Rights lawyers publicly shamed by China's national bar association

In a rare move, China’s national bar association named and shamed seven lawyers who have fought some of the country’s highest-profile human rights cases by calling them frauds.

In a rare move, China’s national bar association named and shamed seven lawyers who have fought some of the country’s highest-profile human rights cases by calling them frauds in a statement published in an official newspaper.

The statement has raised concerns that a further crackdown on outspoken legal professionals might follow soon. 

The seven rights advocates – some of whom had recently tried to investigate a sensitive Falun Gong case – “are not lawyers; the activities they pursue are unrelated to the legal profession”, the All-China Lawyer’s Association said in a statement.

The state-backed bar association said the group had been stripped of their licences to practice law. It stressed in the statement, meant to “protect the legal profession’s image and reputation”, that the public should be aware these men were not lawyers.

The statement appeared in Monday’s edition of the Legal Daily, a newspaper under Communist Party's Legal and Political Affairs Commission.

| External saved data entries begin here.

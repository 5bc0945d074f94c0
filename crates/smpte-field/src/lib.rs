use thiserror::Error;

mod timecode;
pub use timecode::*;
mod field;
pub use field::*;

#[derive(Debug, Error, Clone, PartialEq, Eq)]
pub enum TimecodeError {
    #[error("malformed timecode pattern: {0:?}")]
    MalformedPattern(String),
    #[error("{0} out of range: {1}")]
    OutOfRange(&'static str, u32),
    #[error("frame {1:02} is dropped at minute {0:02}")]
    DroppedFrame(u32, u32),
}

/// Frames per second modeled by the field. Frame values run 0..FRAME_RATE.
pub const FRAME_RATE: u32 = 30;
/// Live-edit state machine for a masked SMPTE timecode field
///
/// The field owns the display buffer, the caret and the active format, and
/// mediates every edit event so the buffer is always a satisfiable prefix of
/// the HH:MM:SS:FF / HH:MM:SS;FF mask. Bad keystrokes are refused without
/// touching the buffer; errors never cross this API.

use crate::{swap_separator, Timecode, TimecodeFormat, DISPLAY_LEN, FRAME_RATE};

/// Editing state reported to the host control.
#[derive(Debug, Clone, Copy, PartialEq, Eq)]
pub enum FieldState {
    /// Nothing typed yet
    Empty,
    /// Incomplete, or filled but not currently parseable
    Partial,
    /// Fully filled and parseable
    Valid,
}

/// Outcome of a single edit event: whether it applied and where the caret lands.
#[derive(Debug, Clone, Copy, PartialEq, Eq)]
pub struct EditOutcome {
    pub accepted: bool,
    pub cursor: usize,
}

/// One editable timecode field. Two on-screen fields are two independent values.
#[derive(Debug, Clone)]
pub struct TimecodeField {
    format: TimecodeFormat,
    buffer: String,
    cursor: usize,
    last_valid: Option<String>,
}

impl TimecodeField {
    pub fn new(format: TimecodeFormat) -> Self {
        Self {
            format,
            buffer: String::new(),
            cursor: 0,
            last_valid: None,
        }
    }

    /// Current display string for the host control.
    pub fn text(&self) -> &str {
        &self.buffer
    }

    /// Current caret offset for the host control.
    pub fn cursor(&self) -> usize {
        self.cursor
    }

    pub fn format(&self) -> TimecodeFormat {
        self.format
    }

    /// The parsed value, if the buffer is fully filled and in range.
    pub fn value(&self) -> Option<Timecode> {
        Timecode::parse(&self.buffer, self.format).ok()
    }

    pub fn is_valid(&self) -> bool {
        self.value().is_some()
    }

    pub fn state(&self) -> FieldState {
        if self.buffer.is_empty() {
            FieldState::Empty
        } else if self.is_valid() {
            FieldState::Valid
        } else {
            FieldState::Partial
        }
    }

    /// Handle one typed character at the given caret offset.
    ///
    /// Digits overwrite the digit cell under the caret, or extend the buffer
    /// at its end; group separators are appended automatically as typing
    /// crosses them and can never be overwritten. A keystroke that leaves any
    /// field unable to reach a legal value is refused on the spot, and the
    /// keystroke that fills the last cell is refused unless the whole buffer
    /// parses.
    pub fn insert_char(&mut self, ch: char, cursor: usize) -> EditOutcome {
        self.cursor = cursor.min(self.buffer.len());

        if !ch.is_ascii_digit() {
            // typing the mask's own separator just advances over it
            if self.cursor < self.buffer.len() && self.format.separator_at(self.cursor) == Some(ch)
            {
                self.cursor += 1;
                return EditOutcome {
                    accepted: true,
                    cursor: self.cursor,
                };
            }
            tracing::debug!(%ch, cursor = self.cursor, "refused non-digit input");
            return self.reject();
        }

        // digits never land in a separator cell
        let mut pos = self.cursor;
        while pos < self.buffer.len() && self.format.separator_at(pos).is_some() {
            pos += 1;
        }
        if pos >= DISPLAY_LEN {
            return self.reject();
        }

        let mut proposed = self.buffer.clone();
        if pos < proposed.len() {
            proposed.replace_range(pos..pos + 1, ch.encode_utf8(&mut [0u8; 4]));
        } else {
            proposed.push(ch);
            // group separators belong to the mask, not to the typed input
            if let Some(sep) = self.format.separator_at(proposed.len()) {
                proposed.push(sep);
            }
        }

        if !prefix_satisfiable(&proposed, self.format) {
            tracing::debug!(buffer = %proposed, "refused unsatisfiable prefix");
            return self.reject();
        }
        if proposed.len() == DISPLAY_LEN {
            // the dropped-frame rule is the one check the prefix bounds miss
            if let Err(err) = Timecode::parse(&proposed, self.format) {
                tracing::debug!(%err, buffer = %proposed, "refused filling keystroke");
                return self.reject();
            }
        }

        self.buffer = proposed;
        let mut next = pos + 1;
        while next < self.buffer.len() && self.format.separator_at(next).is_some() {
            next += 1;
        }
        self.cursor = next;
        if self.buffer.len() == DISPLAY_LEN {
            self.last_valid = Some(self.buffer.clone());
        }
        EditOutcome {
            accepted: true,
            cursor: self.cursor,
        }
    }

    /// Delete the digit before the caret, stepping back over separator cells.
    ///
    /// Only accepted at the end of the buffer: removing an interior digit
    /// would shift the tail across separator cells and break the mask.
    pub fn backspace(&mut self, cursor: usize) -> EditOutcome {
        self.cursor = cursor.min(self.buffer.len());
        let mut pos = self.cursor;
        while pos > 0 && self.format.separator_at(pos - 1).is_some() {
            pos -= 1;
        }
        if pos == 0 {
            return self.reject();
        }
        if self.buffer[pos..].bytes().any(|b| b.is_ascii_digit()) {
            tracing::debug!(cursor = self.cursor, "refused mid-buffer deletion");
            return self.reject();
        }
        self.buffer.truncate(pos - 1);
        self.cursor = pos - 1;
        EditOutcome {
            accepted: true,
            cursor: self.cursor,
        }
    }

    /// Incomplete or unparseable content reverts to the last fully valid
    /// display string, or to the format's zero pattern if none exists yet.
    pub fn focus_lost(&mut self) {
        if self.buffer.len() == DISPLAY_LEN && self.is_valid() {
            return;
        }
        self.buffer = self
            .last_valid
            .clone()
            .unwrap_or_else(|| self.format.pattern().to_string());
        self.cursor = self.cursor.min(self.buffer.len());
        tracing::debug!(buffer = %self.buffer, "reverted field on focus loss");
    }

    /// Switch between drop-frame and non-drop-frame in place.
    ///
    /// Swaps the seconds/frames separator inside the live buffer (full or
    /// partial) without losing the caret, then re-derives validity under the
    /// new format: the numeric cells are untouched, but a full value that the
    /// new format's dropped-frame rule forbids stops reporting as valid, and
    /// a remembered revert target that no longer parses is forgotten.
    pub fn set_format(&mut self, format: TimecodeFormat) {
        if format == self.format {
            return;
        }
        self.format = format;
        self.buffer = swap_separator(&self.buffer, format);
        if let Some(prev) = self.last_valid.take() {
            let swapped = swap_separator(&prev, format);
            if Timecode::parse(&swapped, format).is_ok() {
                self.last_valid = Some(swapped);
            } else {
                tracing::debug!(buffer = %swapped, "remembered value dropped by format change");
            }
        }
    }

    fn reject(&self) -> EditOutcome {
        EditOutcome {
            accepted: false,
            cursor: self.cursor,
        }
    }
}

impl Default for TimecodeField {
    fn default() -> Self {
        Self::new(TimecodeFormat::default())
    }
}

/// Can this buffer still be completed into an in-range timecode?
///
/// Checks mask shape plus the per-cell bounds that are already decided:
/// hours tens digit at most 2 (and the pair at most 23), minutes and seconds
/// tens digits at most 5, frames tens digit below FRAME_RATE / 10.
fn prefix_satisfiable(buffer: &str, format: TimecodeFormat) -> bool {
    if buffer.len() > DISPLAY_LEN {
        return false;
    }
    let bytes = buffer.as_bytes();
    for (idx, &b) in bytes.iter().enumerate() {
        let ok = match format.separator_at(idx) {
            Some(sep) => b as char == sep,
            None => b.is_ascii_digit(),
        };
        if !ok {
            return false;
        }
    }
    let digit = |idx: usize| (bytes[idx] - b'0') as u32;
    if !bytes.is_empty() && digit(0) > 2 {
        return false;
    }
    if bytes.len() > 1 && digit(0) * 10 + digit(1) > 23 {
        return false;
    }
    if bytes.len() > 3 && digit(3) > 5 {
        return false;
    }
    if bytes.len() > 6 && digit(6) > 5 {
        return false;
    }
    if bytes.len() > 9 && digit(9) * 10 >= FRAME_RATE {
        return false;
    }
    true
}
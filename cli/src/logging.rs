use std::fs::File;
use std::io::{self, Write};
use std::path::PathBuf;
use std::sync::{Arc, Mutex};

use tracing_subscriber::fmt::writer::MakeWriter;

/// Sends log lines to stderr, and to a file when one was given.
#[derive(Clone)]
pub(crate) struct LogWriter {
    file: Option<Arc<Mutex<File>>>,
}

impl LogWriter {
    pub(crate) fn new(path: Option<PathBuf>) -> io::Result<Self> {
        let file = match path {
            Some(path) => Some(Arc::new(Mutex::new(File::create(path)?))),
            None => None,
        };
        Ok(Self { file })
    }
}

pub(crate) struct LogWriterGuard {
    file: Option<Arc<Mutex<File>>>,
}

impl<'a> MakeWriter<'a> for LogWriter {
    type Writer = LogWriterGuard;

    fn make_writer(&'a self) -> Self::Writer {
        LogWriterGuard {
            file: self.file.clone(),
        }
    }
}

fn poisoned() -> io::Error {
    io::Error::other("log file lock poisoned")
}

impl Write for LogWriterGuard {
    fn write(&mut self, buf: &[u8]) -> io::Result<usize> {
        io::stderr().write_all(buf)?;
        if let Some(file) = &self.file {
            file.lock().map_err(|_| poisoned())?.write_all(buf)?;
        }
        Ok(buf.len())
    }

    fn flush(&mut self) -> io::Result<()> {
        io::stderr().flush()?;
        if let Some(file) = &self.file {
            file.lock().map_err(|_| poisoned())?.flush()?;
        }
        Ok(())
    }
}
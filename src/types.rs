use chrono::NaiveDateTime;
use clap::ValueEnum;
use serde::Serialize;
use serde_json::Value as JsonValue;

use crate::translation::PlaceholderStyle;

/// Values that can be bound as driver parameters, rendered as SQL literals, or read back
/// from a result row.
///
/// ```rust
/// use sql_runner::prelude::*;
///
/// let params = ParamSet::positional([
///     RowValues::Int(1),
///     RowValues::Text("alice".into()),
///     RowValues::Bool(true),
/// ]);
/// # let _ = params;
/// ```
#[derive(Debug, Clone, PartialEq, Serialize)]
#[serde(untagged)]
pub enum RowValues {
    /// Integer value (64-bit)
    Int(i64),
    /// Floating point value (64-bit)
    Float(f64),
    /// Text/string value
    Text(String),
    /// Boolean value
    Bool(bool),
    /// Timestamp value
    Timestamp(NaiveDateTime),
    /// NULL value
    Null,
    /// JSON value
    JSON(JsonValue),
    /// Binary data
    Blob(Vec<u8>),
}

impl RowValues {
    /// Check if this value is NULL
    #[must_use]
    pub fn is_null(&self) -> bool {
        matches!(self, Self::Null)
    }

    #[must_use]
    pub fn as_int(&self) -> Option<&i64> {
        if let RowValues::Int(value) = self {
            Some(value)
        } else {
            None
        }
    }

    #[must_use]
    pub fn as_text(&self) -> Option<&str> {
        if let RowValues::Text(value) = self {
            Some(value)
        } else {
            None
        }
    }

    #[must_use]
    pub fn as_bool(&self) -> Option<&bool> {
        if let RowValues::Bool(value) = self {
            return Some(value);
        } else if let Some(i) = self.as_int() {
            if *i == 1 {
                return Some(&true);
            } else if *i == 0 {
                return Some(&false);
            }
        }
        None
    }

    #[must_use]
    pub fn as_float(&self) -> Option<f64> {
        if let RowValues::Float(value) = self {
            Some(*value)
        } else {
            None
        }
    }
}

impl From<i64> for RowValues {
    fn from(value: i64) -> Self {
        RowValues::Int(value)
    }
}

impl From<i32> for RowValues {
    fn from(value: i32) -> Self {
        RowValues::Int(i64::from(value))
    }
}

impl From<f64> for RowValues {
    fn from(value: f64) -> Self {
        RowValues::Float(value)
    }
}

impl From<bool> for RowValues {
    fn from(value: bool) -> Self {
        RowValues::Bool(value)
    }
}

impl From<&str> for RowValues {
    fn from(value: &str) -> Self {
        RowValues::Text(value.to_string())
    }
}

impl From<String> for RowValues {
    fn from(value: String) -> Self {
        RowValues::Text(value)
    }
}

/// The database backends the runner can drive.
#[derive(Debug, Clone, Copy, PartialEq, Eq, Hash, ValueEnum)]
pub enum DatabaseType {
    /// `PostgreSQL` database
    Postgres,
    /// `SQLite` database
    Sqlite,
}

impl DatabaseType {
    /// Native positional placeholder style for this backend.
    #[must_use]
    pub fn placeholder_style(self) -> PlaceholderStyle {
        match self {
            DatabaseType::Postgres => PlaceholderStyle::Postgres,
            DatabaseType::Sqlite => PlaceholderStyle::Sqlite,
        }
    }
}
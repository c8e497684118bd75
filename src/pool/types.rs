#[cfg(any(feature = "postgres", feature = "sqlite"))]
use bb8::Pool;

#[cfg(feature = "postgres")]
use crate::postgres::PgManager;
#[cfg(feature = "sqlite")]
use crate::sqlite::SqliteManager;

/// Connection pool for database access
///
/// This enum wraps the bb8 pool of each supported backend.
#[derive(Clone)]
pub enum MiddlewarePool {
    /// `PostgreSQL` connection pool
    #[cfg(feature = "postgres")]
    Postgres(Pool<PgManager>),
    /// `SQLite` connection pool
    #[cfg(feature = "sqlite")]
    Sqlite(Pool<SqliteManager>),
}

impl std::fmt::Debug for MiddlewarePool {
    fn fmt(&self, f: &mut std::fmt::Formatter<'_>) -> std::fmt::Result {
        match self {
            #[cfg(feature = "postgres")]
            Self::Postgres(pool) => f.debug_tuple("Postgres").field(&pool.state()).finish(),
            #[cfg(feature = "sqlite")]
            Self::Sqlite(pool) => f.debug_tuple("Sqlite").field(&pool.state()).finish(),
            #[allow(unreachable_patterns)]
            _ => f.write_str("MiddlewarePool"),
        }
    }
}
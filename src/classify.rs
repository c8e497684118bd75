//! Sorting backend failures into the categories the runner recovers from.

use serde::Serialize;

use crate::error::SqlRunnerError;

/// Backend error categories the runner catches, rolls back, and reports.
#[derive(Debug, Clone, Copy, PartialEq, Eq, Serialize)]
pub enum ErrorClass {
    /// Bad SQL or a missing/duplicate object.
    Programming,
    /// A constraint violation.
    Integrity,
    /// The backend's own failure or an invalid transaction state.
    Internal,
}

#[derive(Debug, Clone, Copy, PartialEq, Eq, Serialize)]
pub enum Severity {
    /// Re-applying something that already exists.
    Benign,
    Hard,
}

#[derive(Debug, Clone, PartialEq, Eq)]
pub struct Classified {
    pub class: ErrorClass,
    pub severity: Severity,
    /// The backend's own message, without driver decoration.
    pub message: String,
}

/// Whether a backend message describes a harmless re-application.
#[must_use]
pub fn is_benign_message(message: &str) -> bool {
    message.contains("already exists")
}

/// Map a PostgreSQL SQLSTATE to its error class.
#[must_use]
pub fn class_for_sqlstate(code: &str) -> Option<ErrorClass> {
    match code.get(..2)? {
        "23" => Some(ErrorClass::Integrity),
        "42" | "3D" | "3F" | "26" | "2B" | "34" => Some(ErrorClass::Programming),
        "XX" | "25" | "2D" => Some(ErrorClass::Internal),
        _ => None,
    }
}

/// Classify `err`, or `None` when the runner should let it propagate.
#[must_use]
pub fn classify(err: &SqlRunnerError) -> Option<Classified> {
    let (class, message) = match err {
        #[cfg(feature = "sqlite")]
        SqlRunnerError::SqliteError(e) => classify_sqlite(e)?,
        #[cfg(feature = "postgres")]
        SqlRunnerError::PostgresError(e) => classify_postgres(e)?,
        #[cfg(feature = "postgres")]
        SqlRunnerError::PoolErrorPostgres(bb8::RunError::User(e)) => classify_postgres(e)?,
        _ => return None,
    };
    let message = message.trim().to_string();
    let severity = if is_benign_message(&message) {
        Severity::Benign
    } else {
        Severity::Hard
    };
    Some(Classified {
        class,
        severity,
        message,
    })
}

#[cfg(feature = "sqlite")]
fn classify_sqlite(err: &rusqlite::Error) -> Option<(ErrorClass, String)> {
    use rusqlite::ErrorCode;

    let rusqlite::Error::SqliteFailure(failure, message) = err else {
        return None;
    };
    let class = match failure.code {
        ErrorCode::ConstraintViolation => ErrorClass::Integrity,
        ErrorCode::Unknown => ErrorClass::Programming,
        ErrorCode::InternalMalfunction => ErrorClass::Internal,
        _ => return None,
    };
    let message = message.clone().unwrap_or_else(|| failure.to_string());
    Some((class, message))
}

#[cfg(feature = "postgres")]
fn classify_postgres(err: &tokio_postgres::Error) -> Option<(ErrorClass, String)> {
    let db_error = err.as_db_error()?;
    let class = class_for_sqlstate(db_error.code().code())?;
    Some((class, db_error.message().to_string()))
}

#[cfg(test)]
mod tests {
    use super::*;

    #[test]
    fn sqlstate_classes() {
        assert_eq!(class_for_sqlstate("23505"), Some(ErrorClass::Integrity));
        assert_eq!(class_for_sqlstate("42P07"), Some(ErrorClass::Programming));
        assert_eq!(class_for_sqlstate("3D000"), Some(ErrorClass::Programming));
        assert_eq!(class_for_sqlstate("XX000"), Some(ErrorClass::Internal));
        assert_eq!(class_for_sqlstate("25P02"), Some(ErrorClass::Internal));
        assert_eq!(class_for_sqlstate("08006"), None);
        assert_eq!(class_for_sqlstate("4"), None);
    }

    #[test]
    fn non_backend_errors_are_unclassified() {
        assert!(classify(&SqlRunnerError::ParameterError("x".into())).is_none());
        assert!(classify(&SqlRunnerError::ConnectionError("x".into())).is_none());
    }

    #[cfg(feature = "sqlite")]
    #[test]
    fn sqlite_duplicate_table_is_benign_programming_error() {
        let conn = rusqlite::Connection::open_in_memory().unwrap();
        conn.execute_batch("CREATE TABLE t (id INTEGER PRIMARY KEY)")
            .unwrap();
        let err = conn
            .execute_batch("CREATE TABLE t (id INTEGER PRIMARY KEY)")
            .unwrap_err();
        let classified = classify(&SqlRunnerError::from(err)).unwrap();
        assert_eq!(classified.class, ErrorClass::Programming);
        assert_eq!(classified.severity, Severity::Benign);
        assert_eq!(classified.message, "table t already exists");
    }

    #[cfg(feature = "sqlite")]
    #[test]
    fn sqlite_unique_violation_is_hard_integrity_error() {
        let conn = rusqlite::Connection::open_in_memory().unwrap();
        conn.execute_batch("CREATE TABLE t (id INTEGER PRIMARY KEY); INSERT INTO t VALUES (1);")
            .unwrap();
        let err = conn.execute("INSERT INTO t VALUES (1)", []).unwrap_err();
        let classified = classify(&SqlRunnerError::from(err)).unwrap();
        assert_eq!(classified.class, ErrorClass::Integrity);
        assert_eq!(classified.severity, Severity::Hard);
        assert!(classified.message.contains("UNIQUE constraint failed"));
    }
}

Over the last months, China’s crackdown on dissent has extended to lawyers who have raised awareness about called attention to human rights cases online and challenged them in court.

Last month, the lawyers association threatened to bar its members from revealing information about a case online before a ruling is made. It said lawyers trying to raise awareness on cases online could be stripped of their licence.

The seven men named in the statement had all already been stripped of their licences, the association said.

The public should be aware that they were not lawyers, it said, arguing that the statement served to “protect the legal profession’s image and reputation”.

Wang Cheng, one of the seven lawyers mentioned in the statement, said had not been formally notified about the revocation of his licence, but had been barred from registering at his current law firm ever since he joined the Hangzhou-based company in 2012.

“This is the first time I can remember seeing such a notice,” he said, speaking on the phone from Beijing. “We don’t know yet what they are aiming for, but given what has happened in the past months, this might be an indication that they will take further steps [against rights lawyers].”

Wang Cheng along with Jiang Tianyong and Tang Jitian, two other lawyers named in Monday’s notice, was among the 11 detained by police in the northeastern Heilongjiang province in March for “using cult activities to endanger society”.

They had gone on hunger strike when local authorities refused to let them meet the practitioners they believed to be unlawfully held at a state-run forestry and farming community there.

The statement also named Teng Biao, a former law lecturer at the University of Politics and Law in Beijing and participant in the New Citizen Movement, a loose grouping of rights activists.

Teng, currently a visiting scholar at Chinese University in Hong Kong, said being named singled out by the bar was like being on a “hall of fame” for human rights lawyers, adding that the move reflected the association’s resentment towards these activists.

“This could well be an indication that they will severely crack down on human rights lawyers,” he said.